Ethan gave his brother a guilty grimace. "Sorry about that. I couldn't help it..."

"Nah," Jarod waved his hand. "Actually, I think your temper did some good finally - Mom came over to apologize."

"Say what?" Dark chocolate eyes, so much like those of his brother, were wide.

"Granted that it holds and wasn't just a momentary lapse, she's realized that Parker and Sydney are going to be important parts of my life from now on - AND she seems genuinely worried about Davy."

"Speaking of whom, anything new on that front?"

Jarod shook his head. "I was just getting ready to get into the meat of the SIM Missy wants me to do on that Duncan character when Mom got there. Barring any news as the day goes by, I'll try the SIM again tonight."

"Want some help?" Ethan offered.

"Couldn't hurt," Jarod replied with a nod. "Especially since I'll have someone else in the house with me after today. We'll have to wait until after supper and bedtime..."
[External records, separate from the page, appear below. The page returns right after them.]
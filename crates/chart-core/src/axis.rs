// File: crates/chart-core/src/axis.rs
// Summary: Axis tick labels for the value (Y) and time (X) axes.

use chrono::{DateTime, Utc};

use crate::grid::value_steps;
use crate::projection::{project, Projection};
use crate::types::{Point, Viewport};

/// A labelled tick. `px` is y for value ticks and x for time ticks.
#[derive(Clone, Debug, PartialEq)]
pub struct AxisTick {
    pub px: f64,
    pub text: String,
}

/// `count` value labels from min upward, each rounded to an integer.
pub fn value_labels(projection: &Projection, viewport: Viewport, count: usize) -> Vec<AxisTick> {
    value_steps(projection, count)
        .into_iter()
        .map(|v| AxisTick {
            px: viewport.height_px - (v - projection.min_value) * projection.y_scale,
            text: format!("{}", v.round() as i64),
        })
        .collect()
}

/// `count` evenly spaced timestamps (integer millisecond step) labelled `d/m`.
pub fn time_labels(projection: &Projection, viewport: Viewport, count: usize) -> Vec<AxisTick> {
    let count = count.max(2);
    let span = projection.max_timestamp.saturating_sub(projection.min_timestamp);
    let step = span / (count as i64 - 1);
    (0..count as i64)
        .map(|i| {
            let ts = projection.min_timestamp.saturating_add(i * step);
            let (x, _) = project(&Point::new(ts, projection.min_value), projection, viewport);
            AxisTick { px: x, text: format_day_month(ts) }
        })
        .collect()
}

fn to_utc(ts_ms: i64) -> Option<DateTime<Utc>> {
    DateTime::<Utc>::from_timestamp_millis(ts_ms)
}

/// `d/m`, e.g. `7/3` for 7 March.
pub fn format_day_month(ts_ms: i64) -> String {
    match to_utc(ts_ms) {
        Some(dt) => dt.format("%-d/%-m").to_string(),
        None => ts_ms.to_string(),
    }
}

/// `d/m h:mm`, e.g. `7/3 6:05`.
pub fn format_day_month_time(ts_ms: i64) -> String {
    match to_utc(ts_ms) {
        Some(dt) => dt.format("%-d/%-m %-H:%M").to_string(),
        None => ts_ms.to_string(),
    }
}
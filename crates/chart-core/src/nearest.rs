// File: crates/chart-core/src/nearest.rs
// Summary: Nearest-point lookup by timestamp, used to drive the indicator tooltip.

use crate::error::{ChartError, ChartResult};
use crate::types::{Point, Series};

/// Return the point of `series` whose timestamp is closest to `target_ms`.
///
/// Ties resolve to the earliest point in iteration order. An empty series is an
/// error; callers decide whether to skip the series or drop the tooltip.
pub fn nearest_point(series: &Series, target_ms: i64) -> ChartResult<Point> {
    let mut best: Option<(u64, Point)> = None;
    for p in &series.points {
        let dist = p.timestamp_ms.abs_diff(target_ms);
        match best {
            Some((d, _)) if d <= dist => {}
            _ => best = Some((dist, *p)),
        }
    }
    best.map(|(_, p)| p)
        .ok_or_else(|| ChartError::EmptySeries { label: series.label.clone() })
}
// File: crates/chart-core/src/indicator.rs
// Summary: Pointer-tracking indicator and the tooltip built from it.
// Notes:
// - The indicator position is owned by the host UI and passed in on every
//   query; nothing here is retained between frames.

use serde::{Deserialize, Serialize};
use tracing::debug;

use crate::axis::format_day_month_time;
use crate::error::ChartError;
use crate::geometry::clamp;
use crate::nearest::nearest_point;
use crate::projection::{pixel_to_timestamp, Projection};
use crate::types::{Dataset, Point, Rgba, Viewport};

/// Width the tooltip overlay reserves at the right edge, in pixels.
pub const TOOLTIP_BOX_WIDTH: f64 = 50.0;

/// Vertical indicator line position. `None` means hidden.
#[derive(Clone, Copy, Debug, Default, PartialEq, Serialize, Deserialize)]
pub struct Indicator {
    pub x_px: Option<f64>,
}

impl Indicator {
    pub const fn hidden() -> Self { Self { x_px: None } }

    /// Place the indicator at a tap/drag position, clamped into the viewport.
    pub fn at(x_px: f64, viewport: Viewport) -> Self {
        if !x_px.is_finite() {
            return Self::hidden();
        }
        Self { x_px: Some(clamp(x_px, 0.0, viewport.width_px.max(0.0))) }
    }

    pub fn is_visible(&self) -> bool { self.x_px.is_some() }
}

/// One tooltip line: the nearest point of a series.
#[derive(Clone, Debug, PartialEq)]
pub struct TooltipEntry {
    pub label: String,
    pub color: Rgba,
    pub point: Point,
}

impl TooltipEntry {
    pub fn text(&self) -> String {
        format!("{}: {}", self.label, self.point.value.round() as i64)
    }
}

#[derive(Clone, Debug, PartialEq)]
pub struct Tooltip {
    pub x_px: f64,
    pub timestamp_ms: i64,
    pub entries: Vec<TooltipEntry>,
}

impl Tooltip {
    /// Build the tooltip for a visible indicator; `None` when hidden.
    pub fn build(dataset: &Dataset, projection: &Projection, indicator: Indicator) -> Option<Self> {
        let x_px = indicator.x_px?;
        let timestamp_ms = pixel_to_timestamp(x_px, projection);

        let mut entries = Vec::with_capacity(dataset.series.len());
        for series in &dataset.series {
            match nearest_point(series, timestamp_ms) {
                Ok(point) => entries.push(TooltipEntry {
                    label: series.label.clone(),
                    color: series.color,
                    point,
                }),
                Err(ChartError::EmptySeries { label }) => {
                    debug!(%label, "skipping empty series in tooltip");
                }
                Err(other) => debug!(error = %other, "nearest lookup failed"),
            }
        }
        Some(Self { x_px, timestamp_ms, entries })
    }

    pub fn time_text(&self) -> String {
        format!("Time: {}", format_day_month_time(self.timestamp_ms))
    }

    /// Every text line of the tooltip, header first.
    pub fn lines(&self) -> Vec<String> {
        std::iter::once(self.time_text())
            .chain(self.entries.iter().map(TooltipEntry::text))
            .collect()
    }

    /// Left edge of the tooltip box, kept inside the viewport.
    pub fn anchor_x(&self, viewport: Viewport, box_width: f64) -> f64 {
        let hi = (viewport.width_px - box_width).max(0.0);
        clamp(self.x_px, 0.0, hi)
    }
}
"Jarod..." Ethan looked at his older brother in expectation.

"It's considered “Emergency Foster Care” for the moment," Jarod replied. "Got the call this morning to come in later to sign paperwork."

"Can't say I'm surprised," Ethan said, folding his arms over his chest and glaring at his brother, but he was actually more frustrated with himself than anybody else. "I suppose it was my verbal report that knocked things loose for you. I went into the shelter to see her last night after work - anything to keep from mixing it up with Mom again - Ginger's a mess, Jarod. Not quite catatonic, but definitely very shocky."

Jarod nodded. "That's kind of what I was expecting, after hearing what happened over at the Thatcher's. I'm hoping that figuring out that she's staying with me will help snap her out of it a bit."

"You're hoping for a lot," Ethan cautioned. "She may be too damaged now to..."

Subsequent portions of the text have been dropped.